Here the Z10 has a trick up its sleeve, and this is worth noting if you’re researching other machines made by Philips/Saeco, Gaggia and others.

That is the Jura Z10 can both froth and steam milk. Most semi-autos can only do the former. Also, most milk accessories like the Nespresso Aeroccino can also only produce froth — and use high speed centrifugal force to generate texture. But most can not steam milk.

Why is this so important?

Steam has a particular effect on milk. It opens up some sweetness by doing something akin to caramelization. This effect is essential to producing a creamy and delicious Latte or Cortado or Flat White. Without the steam component you do lose some of the flavor potential.

On the topic of milk, know that Jura does not provide a container. Which is… odd.
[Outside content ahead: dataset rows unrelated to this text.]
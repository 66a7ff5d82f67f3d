//! Read-through cache with a fixed entry TTL.
//!
//! Used in front of slow collaborators (tenant directory, reputation source). Misses call the
//! loader and store whatever it returns, including `None`, so unknown keys are not re-fetched on
//! every request. Loader errors are never cached.

use std::collections::HashMap;
use std::future::Future;
use std::hash::Hash;
use std::sync::{Arc, Mutex, MutexGuard};
use std::time::Duration;

use crate::clock::Clock;

/// Configuration for a [`ReadThroughCache`].
#[derive(Debug, Clone, Copy, PartialEq, Eq)]
pub struct CacheConfig {
    /// Lifetime of an entry from the moment it was loaded.
    pub entry_ttl: Duration,
    /// Entries kept before expired ones are purged and, failing that, the oldest evicted.
    pub max_entries: usize,
}

impl Default for CacheConfig {
    fn default() -> Self {
        Self { entry_ttl: Duration::from_secs(60), max_entries: 10_000 }
    }
}

impl CacheConfig {
    /// Config with the given TTL and default capacity.
    pub fn with_ttl(ttl: Duration) -> Self {
        Self { entry_ttl: ttl, ..Self::default() }
    }
}

#[derive(Debug)]
struct Entry<V> {
    value: V,
    loaded_at: u64,
}

/// TTL cache that loads missing keys on demand.
#[derive(Debug)]
pub struct ReadThroughCache<K, V> {
    entries: Mutex<HashMap<K, Entry<V>>>,
    config: CacheConfig,
    clock: Arc<dyn Clock>,
}

impl<K, V> ReadThroughCache<K, V>
where
    K: Eq + Hash + Clone,
    V: Clone,
{
    /// Create an empty cache.
    pub fn new(config: CacheConfig, clock: Arc<dyn Clock>) -> Self {
        Self { entries: Mutex::new(HashMap::new()), config, clock }
    }

    /// Cache configuration.
    pub fn config(&self) -> &CacheConfig {
        &self.config
    }

    /// Return the cached value for `key`, or run `load` and cache its result.
    ///
    /// The lock is not held across `load`; concurrent misses for the same key may each call it.
    pub async fn get_or_load<F, Fut, E>(&self, key: &K, load: F) -> Result<V, E>
    where
        F: FnOnce() -> Fut,
        Fut: Future<Output = Result<V, E>>,
    {
        if let Some(hit) = self.get(key) {
            return Ok(hit);
        }
        let value = load().await?;
        self.insert(key.clone(), value.clone());
        Ok(value)
    }

    /// Fresh cached value, if any.
    pub fn get(&self, key: &K) -> Option<V> {
        let now = self.clock.now_millis();
        let ttl = self.ttl_millis();
        let mut entries = self.lock();
        match entries.get(key) {
            Some(entry) if now.saturating_sub(entry.loaded_at) < ttl => Some(entry.value.clone()),
            Some(_) => {
                entries.remove(key);
                None
            }
            None => None,
        }
    }

    /// Store `value` under `key`.
    pub fn insert(&self, key: K, value: V) {
        let now = self.clock.now_millis();
        let ttl = self.ttl_millis();
        let max = self.config.max_entries.max(1);
        let mut entries = self.lock();
        if entries.len() >= max && !entries.contains_key(&key) {
            entries.retain(|_, e| now.saturating_sub(e.loaded_at) < ttl);
            if entries.len() >= max {
                let oldest =
                    entries.iter().min_by_key(|(_, e)| e.loaded_at).map(|(k, _)| k.clone());
                if let Some(oldest) = oldest {
                    entries.remove(&oldest);
                }
            }
        }
        entries.insert(key, Entry { value, loaded_at: now });
    }

    /// Drop `key` so the next read reloads it.
    pub fn invalidate(&self, key: &K) {
        self.lock().remove(key);
    }

    /// Number of entries held, fresh or not.
    pub fn len(&self) -> usize {
        self.lock().len()
    }

    /// Whether the cache holds nothing.
    pub fn is_empty(&self) -> bool {
        self.len() == 0
    }

    fn ttl_millis(&self) -> u64 {
        u64::try_from(self.config.entry_ttl.as_millis()).unwrap_or(u64::MAX)
    }

    fn lock(&self) -> MutexGuard<'_, HashMap<K, Entry<V>>> {
        self.entries.lock().unwrap_or_else(|poisoned| poisoned.into_inner())
    }
}
//! JSONL audit sink for `tollgate`. Appends one event per line.
//! Bring your own path; the file is created on first write.

use std::path::{Path, PathBuf};

use async_trait::async_trait;
use tokio::io::AsyncWriteExt;
use tokio::sync::Mutex;
use tollgate::{AuditError, AuditEvent, AuditSink};

#[derive(Debug)]
pub struct JsonlAuditSink {
    path: PathBuf,
    // Serializes appends so concurrent events never interleave within a line.
    write: Mutex<()>,
}

impl JsonlAuditSink {
    pub fn new(path: impl Into<PathBuf>) -> Self {
        Self { path: path.into(), write: Mutex::new(()) }
    }

    pub fn path(&self) -> &Path {
        &self.path
    }
}

#[async_trait]
impl AuditSink for JsonlAuditSink {
    async fn record(&self, event: AuditEvent) -> Result<(), AuditError> {
        let mut line = serde_json::to_string(&event)?;
        line.push('\n');

        let _guard = self.write.lock().await;
        let mut file =
            tokio::fs::OpenOptions::new().create(true).append(true).open(&self.path).await?;
        file.write_all(line.as_bytes()).await?;
        file.flush().await?;
        tracing::trace!(target: "tollgate::audit", kind = event.kind(), path = %self.path.display(), "audit line written");
        Ok(())
    }
}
In our tests, we found the Jura Z10 produced outstanding micro foam as well as milk steam. I particularly enjoyed the results of the Cortado which is an approximate 1:1 ratio of espresso to milk. The Z10 first pours the espresso, then adds a small dollop of micro foam before a quick steam on the finish. An outstanding result and one of my favorites. A drink that's not straight espresso, but not as milky as some of the longer milk-based drink such as a Café Macchiato.

On the topic of milk, know that Jura does not provide a container. Which is… odd. At this price point you’d think they’d be generous enough to throw in a Jura-branded milk container? Miele does. It's a little bit cheap if we’re being up front about things. You can buy one from Jura for $49. Or you can also simply dip the hose in a jug of milk or even a glass or container of your choice.

I should also point out that Jura offers a mini milk fridge in various sizes that keeps milk cold throughout the day. Called Cool Control, this could be a valuable accessory for busy households producing lots of milk-based drinks or even for small offices, IT departments (caffeine mandatory!), law firms, dental practices and the like. Worth considering if you want to save wasting time on multiple back-and-forth trips to the fridge.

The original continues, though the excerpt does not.